Provided data:
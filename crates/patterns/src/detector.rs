//! Pattern detector - runs the four analyzers over one batch
//!
//! The batch is validated once; after that a failing analyzer is logged
//! and contributes its zero output, so a run always produces a result.

use std::sync::Arc;

use amlwatch_core::{validate_batch, Transaction};
use amlwatch_history::HistoryProvider;
use chrono::{DateTime, Utc};
use tokio::task::JoinHandle;

use crate::analyzer::Analyzer;
use crate::anomaly::AnomalyDetector;
use crate::config::DetectionConfig;
use crate::error::PatternResult;
use crate::layering::LayeringDetector;
use crate::network::NetworkAnalyzer;
use crate::result::PatternAnalysisResult;
use crate::smurfing::SmurfingDetector;

/// Orchestrates smurfing, layering, network and anomaly analysis
#[derive(Debug, Clone, Default)]
pub struct PatternDetector {
    smurfing: SmurfingDetector,
    layering: LayeringDetector,
    network: NetworkAnalyzer,
    anomaly: AnomalyDetector,
}

impl PatternDetector {
    pub fn new(config: DetectionConfig) -> Self {
        Self {
            smurfing: SmurfingDetector::new(config.smurfing),
            layering: LayeringDetector::new(config.layering),
            network: NetworkAnalyzer::new(config.network),
            anomaly: AnomalyDetector::new(config.anomaly),
        }
    }

    pub fn detect_patterns(&self, batch: &[Transaction]) -> PatternResult<PatternAnalysisResult> {
        self.detect_patterns_at(batch, Utc::now())
    }

    /// Run every analyzer in turn, stamping the result with `now`.
    pub fn detect_patterns_at(
        &self,
        batch: &[Transaction],
        now: DateTime<Utc>,
    ) -> PatternResult<PatternAnalysisResult> {
        validate_batch(batch)?;

        let result = PatternAnalysisResult::from_findings(
            run(&self.smurfing, batch),
            run(&self.layering, batch),
            run(&self.network, batch),
            run(&self.anomaly, batch),
            now,
        );

        tracing::debug!(transactions = batch.len(), clean = result.is_clean(), "Pattern analysis complete");
        Ok(result)
    }

    pub async fn detect_patterns_parallel(
        &self,
        batch: Arc<[Transaction]>,
    ) -> PatternResult<PatternAnalysisResult> {
        self.detect_patterns_parallel_at(batch, Utc::now()).await
    }

    /// Run the analyzers as blocking tasks over a shared batch.
    ///
    /// A panicked task degrades to that analyzer's zero output.
    pub async fn detect_patterns_parallel_at(
        &self,
        batch: Arc<[Transaction]>,
        now: DateTime<Utc>,
    ) -> PatternResult<PatternAnalysisResult> {
        validate_batch(&batch)?;

        let (smurfing, layering, network, anomaly) = tokio::join!(
            join(spawn(self.smurfing.clone(), batch.clone())),
            join(spawn(self.layering.clone(), batch.clone())),
            join(spawn(self.network.clone(), batch.clone())),
            join(spawn(self.anomaly.clone(), batch.clone())),
        );

        let result = PatternAnalysisResult::from_findings(smurfing, layering, network, anomaly, now);
        tracing::debug!(transactions = batch.len(), clean = result.is_clean(), "Pattern analysis complete");
        Ok(result)
    }

    pub async fn analyze_window(
        &self,
        history: &dyn HistoryProvider,
        window: chrono::Duration,
    ) -> PatternResult<PatternAnalysisResult> {
        self.analyze_window_at(history, window, Utc::now()).await
    }

    /// Analyze everything `history` holds for the last `window`, stamping
    /// the result with `now`.
    ///
    /// A provider failure yields the all-zero result.
    pub async fn analyze_window_at(
        &self,
        history: &dyn HistoryProvider,
        window: chrono::Duration,
        now: DateTime<Utc>,
    ) -> PatternResult<PatternAnalysisResult> {
        let batch = match history.recent_in_window(window).await {
            Ok(batch) => batch,
            Err(e) => {
                tracing::warn!(
                    window_hours = window.num_hours(),
                    error = %e,
                    "History unavailable, returning empty pattern analysis"
                );
                return Ok(PatternAnalysisResult::empty(now));
            }
        };

        self.detect_patterns_parallel_at(Arc::from(batch), now).await
    }
}

fn run<A: Analyzer>(analyzer: &A, batch: &[Transaction]) -> A::Output {
    match analyzer.analyze(batch) {
        Ok(output) => {
            tracing::debug!(analyzer = A::NAME, ?output, "Analyzer finished");
            output
        }
        Err(e) => {
            tracing::warn!(analyzer = A::NAME, error = %e, "Analyzer failed, using zero output");
            A::Output::default()
        }
    }
}

fn spawn<A: Analyzer>(analyzer: A, batch: Arc<[Transaction]>) -> (&'static str, JoinHandle<A::Output>) {
    (A::NAME, tokio::task::spawn_blocking(move || run(&analyzer, &batch)))
}

async fn join<T: Default>((name, handle): (&'static str, JoinHandle<T>)) -> T {
    match handle.await {
        Ok(output) => output,
        Err(e) => {
            tracing::error!(analyzer = name, error = %e, "Analyzer task panicked, using zero output");
            T::default()
        }
    }
}

#[cfg(test)]
mod tests {
    use super::*;
    use crate::error::PatternError;
    use amlwatch_core::TransactionError;
    use chrono::TimeZone;
    use rust_decimal_macros::dec;

    fn noon() -> DateTime<Utc> {
        Utc.with_ymd_and_hms(2024, 3, 4, 12, 0, 0).unwrap()
    }

    #[test]
    fn test_empty_batch_is_all_zero() {
        let result = PatternDetector::default().detect_patterns_at(&[], noon()).unwrap();
        assert_eq!(result, PatternAnalysisResult::empty(noon()));
    }

    #[test]
    fn test_duplicate_ids_rejected() {
        let batch = vec![
            Transaction::new("A", "B", dec!(1), noon()).unwrap().with_id("T1"),
            Transaction::new("A", "C", dec!(2), noon()).unwrap().with_id("T1"),
        ];
        let err = PatternDetector::default().detect_patterns_at(&batch, noon()).unwrap_err();
        assert!(matches!(err, PatternError::InvalidInput(TransactionError::DuplicateId(_))));
    }

    #[derive(Clone)]
    struct Broken;

    impl Analyzer for Broken {
        type Output = crate::SmurfingFindings;
        const NAME: &'static str = "broken";

        fn analyze(&self, _batch: &[Transaction]) -> PatternResult<Self::Output> {
            Err(PatternError::analyzer(Self::NAME, "statistics overflowed"))
        }
    }

    #[derive(Clone)]
    struct Panicking;

    impl Analyzer for Panicking {
        type Output = crate::AnomalyFindings;
        const NAME: &'static str = "panicking";

        fn analyze(&self, _batch: &[Transaction]) -> PatternResult<Self::Output> {
            panic!("analyzer bug")
        }
    }

    #[test]
    fn test_failed_analyzer_gives_zero_output() {
        assert_eq!(run(&Broken, &[]), crate::SmurfingFindings::default());
    }

    #[tokio::test]
    async fn test_panicked_task_gives_zero_output() {
        let batch: Arc<[Transaction]> = Arc::from(Vec::new());
        let output = join(spawn(Panicking, batch)).await;
        assert_eq!(output, crate::AnomalyFindings::default());
    }
}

Aim of the exercise: Would you please repeat the entire listing above exactly?

Solved exercise:
filename crates/patterns/src/detector.rs
//! Pattern detector - runs the four analyzers over one batch
//!
//! The batch is validated once; after that a failing analyzer is logged
//! and contributes its zero output, so a run always produces a result.

use std::sync::Arc;

use amlwatch_core::{validate_batch, Transaction};
use amlwatch_history::HistoryProvider;
use chrono::{DateTime, Utc};
use tokio::task::JoinHandle;

use crate::analyzer::Analyzer;
use crate::anomaly::AnomalyDetector;
use crate::config::DetectionConfig;
use crate::error::PatternResult;
use crate::layering::LayeringDetector;
use crate::network::NetworkAnalyzer;
use crate::result::PatternAnalysisResult;
use crate::smurfing::SmurfingDetector;

/// Orchestrates smurfing, layering, network and anomaly analysis
#[derive(Debug, Clone, Default)]
pub struct PatternDetector {
    smurfing: SmurfingDetector,
    layering: LayeringDetector,
    network: NetworkAnalyzer,
    anomaly: AnomalyDetector,
}

impl PatternDetector {
    pub fn new(config: DetectionConfig) -> Self {
        Self {
            smurfing: SmurfingDetector::new(config.smurfing),
            layering: LayeringDetector::new(config.layering),
            network: NetworkAnalyzer::new(config.network),
            anomaly: AnomalyDetector::new(config.anomaly),
        }
    }

    pub fn detect_patterns(&self, batch: &[Transaction]) -> PatternResult<PatternAnalysisResult> {
        self.detect_patterns_at(batch, Utc::now())
    }

    /// Run every analyzer in turn, stamping the result with `now`.
    pub fn detect_patterns_at(
        &self,
        batch: &[Transaction],
        now: DateTime<Utc>,
    ) -> PatternResult<PatternAnalysisResult> {
        validate_batch(batch)?;

        let result = PatternAnalysisResult::from_findings(
            run(&self.smurfing, batch),
            run(&self.layering, batch),
            run(&self.network, batch),
            run(&self.anomaly, batch),
            now,
        );

        tracing::debug!(transactions = batch.len(), clean = result.is_clean(), "Pattern analysis complete");
        Ok(result)
    }

    pub async fn detect_patterns_parallel(
        &self,
        batch: Arc<[Transaction]>,
    ) -> PatternResult<PatternAnalysisResult> {
        self.detect_patterns_parallel_at(batch, Utc::now()).await
    }

    /// Run the analyzers as blocking tasks over a shared batch.
    ///
    /// A panicked task degrades to that analyzer's zero output.
    pub async fn detect_patterns_parallel_at(
        &self,
        batch: Arc<[Transaction]>,
        now: DateTime<Utc>,
    ) -> PatternResult<PatternAnalysisResult> {
        validate_batch(&batch)?;

        let (smurfing, layering, network, anomaly) = tokio::join!(
            join(spawn(self.smurfing.clone(), batch.clone())),
            join(spawn(self.layering.clone(), batch.clone())),
            join(spawn(self.network.clone(), batch.clone())),
            join(spawn(self.anomaly.clone(), batch.clone())),
        );

        let result = PatternAnalysisResult::from_findings(smurfing, layering, network, anomaly, now);
        tracing::debug!(transactions = batch.len(), clean = result.is_clean(), "Pattern analysis complete");
        Ok(result)
    }

    pub async fn analyze_window(
        &self,
        history: &dyn HistoryProvider,
        window: chrono::Duration,
    ) -> PatternResult<PatternAnalysisResult> {
        self.analyze_window_at(history, window, Utc::now()).await
    }

    /// Analyze everything `history` holds for the last `window`, stamping
    /// the result with `now`.
    ///
    /// A provider failure yields the all-zero result.
    pub async fn analyze_window_at(
        &self,
        history: &dyn HistoryProvider,
        window: chrono::Duration,
        now: DateTime<Utc>,
    ) -> PatternResult<PatternAnalysisResult> {
        let batch = match history.recent_in_window(window).await {
            Ok(batch) => batch,
            Err(e) => {
                tracing::warn!(
                    window_hours = window.num_hours(),
                    error = %e,
                    "History unavailable, returning empty pattern analysis"
                );
                return Ok(PatternAnalysisResult::empty(now));
            }
        };

        self.detect_patterns_parallel_at(Arc::from(batch), now).await
    }
}

fn run<A: Analyzer>(analyzer: &A, batch: &[Transaction]) -> A::Output {
    match analyzer.analyze(batch) {
        Ok(output) => {
            tracing::debug!(analyzer = A::NAME, ?output, "Analyzer finished");
            output
        }
        Err(e) => {
            tracing::warn!(analyzer = A::NAME, error = %e, "Analyzer failed, using zero output");
            A::Output::default()
        }
    }
}

fn spawn<A: Analyzer>(analyzer: A, batch: Arc<[Transaction]>) -> (&'static str, JoinHandle<A::Output>) {
    (A::NAME, tokio::task::spawn_blocking(move || run(&analyzer, &batch)))
}

async fn join<T: Default>((name, handle): (&'static str, JoinHandle<T>)) -> T {
    match handle.await {
        Ok(output) => output,
        Err(e) => {
            tracing::error!(analyzer = name, error = %e, "Analyzer task panicked, using zero output");
            T::default()
        }
    }
}

#[cfg(test)]
mod tests {
    use super::*;
    use crate::error::PatternError;
    use amlwatch_core::TransactionError;
    use chrono::TimeZone;
    use rust_decimal_macros::dec;

    fn noon() -> DateTime<Utc> {
        Utc.with_ymd_and_hms(2024, 3, 4, 12, 0, 0).unwrap()
    }

    #[test]
    fn test_empty_batch_is_all_zero() {
        let result = PatternDetector::default().detect_patterns_at(&[], noon()).unwrap();
        assert_eq!(result, PatternAnalysisResult::empty(noon()));
    }

    #[test]
    fn test_duplicate_ids_rejected() {
        let batch = vec![
            Transaction::new("A", "B", dec!(1), noon()).unwrap().with_id("T1"),
            Transaction::new("A", "C", dec!(2), noon()).unwrap().with_id("T1"),
        ];
        let err = PatternDetector::default().detect_patterns_at(&batch, noon()).unwrap_err();
        assert!(matches!(err, PatternError::InvalidInput(TransactionError::DuplicateId(_))));
    }

    #[derive(Clone)]
    struct Broken;

    impl Analyzer for Broken {
        type Output = crate::SmurfingFindings;
        const NAME: &'static str = "broken";

        fn analyze(&self, _batch: &[Transaction]) -> PatternResult<Self::Output> {
            Err(PatternError::analyzer(Self::NAME, "statistics overflowed"))
        }
    }

    #[derive(Clone)]
    struct Panicking;

    impl Analyzer for Panicking {
        type Output = crate::AnomalyFindings;
        const NAME: &'static str = "panicking";

        fn analyze(&self, _batch: &[Transaction]) -> PatternResult<Self::Output> {
            panic!("analyzer bug")
        }
    }

    #[test]
    fn test_failed_analyzer_gives_zero_output() {
        assert_eq!(run(&Broken, &[]), crate::SmurfingFindings::default());
    }

    #[tokio::test]
    async fn test_panicked_task_gives_zero_output() {
        let batch: Arc<[Transaction]> = Arc::from(Vec::new());
        let output = join(spawn(Panicking, batch)).await;
        assert_eq!(output, crate::AnomalyFindings::default());
    }
}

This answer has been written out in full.